[Stored records]

--------

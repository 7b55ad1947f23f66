//! The in-memory product catalog backing the header search and the
//! featured grid on the home view. The products page fetches its own list
//! from the backend instead; the two never mix.

use api::Product;
use once_cell::sync::Lazy;

static CATALOG: Lazy<Vec<Product>> = Lazy::new(|| {
    vec![
        product(
            "bolso-milan",
            "product-bolso-milan",
            129_900.0,
            &[
                "https://res.cloudinary.com/dt1rhz43z/image/upload/bolso-milan-front.png",
                "https://res.cloudinary.com/dt1rhz43z/image/upload/bolso-milan-back.png",
            ],
        ),
        product(
            "bolso-oficina",
            "product-bolso-oficina",
            159_900.0,
            &["https://res.cloudinary.com/dt1rhz43z/image/upload/bolso-oficina.png"],
        ),
        product(
            "cartera-valentina",
            "product-cartera-valentina",
            89_900.0,
            &["https://res.cloudinary.com/dt1rhz43z/image/upload/cartera-valentina.png"],
        ),
        product(
            "morral-lens",
            "product-morral-lens",
            119_900.0,
            &["https://res.cloudinary.com/dt1rhz43z/image/upload/morral-lens.png"],
        ),
        product(
            "billetera-capri",
            "product-billetera-capri",
            49_900.0,
            &["https://res.cloudinary.com/dt1rhz43z/image/upload/billetera-capri.png"],
        ),
        product(
            "camiseta-basica",
            "product-camiseta-basica",
            39_900.0,
            &["https://res.cloudinary.com/dt1rhz43z/image/upload/camiseta-basica.png"],
        ),
        product(
            "gorra-urbana",
            "product-gorra-urbana",
            34_900.0,
            &["https://res.cloudinary.com/dt1rhz43z/image/upload/gorra-urbana.png"],
        ),
        product(
            "vestido-floral",
            "product-vestido-floral",
            109_900.0,
            &["https://res.cloudinary.com/dt1rhz43z/image/upload/vestido-floral.png"],
        ),
    ]
});

fn product(id: &str, key_base: &str, price: f64, images: &[&str]) -> Product {
    Product {
        id: id.to_string(),
        name_key: format!("{key_base}-name"),
        description_key: format!("{key_base}-description"),
        price,
        images: images.iter().map(|url| url.to_string()).collect(),
    }
}

/// The static catalog, built once on first use.
pub fn products() -> &'static [Product] {
    &CATALOG
}

#[cfg(test)]
mod tests {
    use super::*;

    #[test]
    fn catalog_products_have_unique_ids_and_images() {
        let mut seen = std::collections::HashSet::new();
        for product in products() {
            assert!(seen.insert(product.id.as_str()), "duplicate id {}", product.id);
            assert!(!product.images.is_empty(), "{} has no images", product.id);
            assert!(product.price > 0.0);
        }
    }
}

--------

Problem description.
Check all the records above and select each line where the string "static" is found.

Answer to this exercise.
static CATALOG: Lazy<Vec<Product>> = Lazy::new(|| {
/// The static catalog, built once on first use.
pub fn products() -> &'static [Product] {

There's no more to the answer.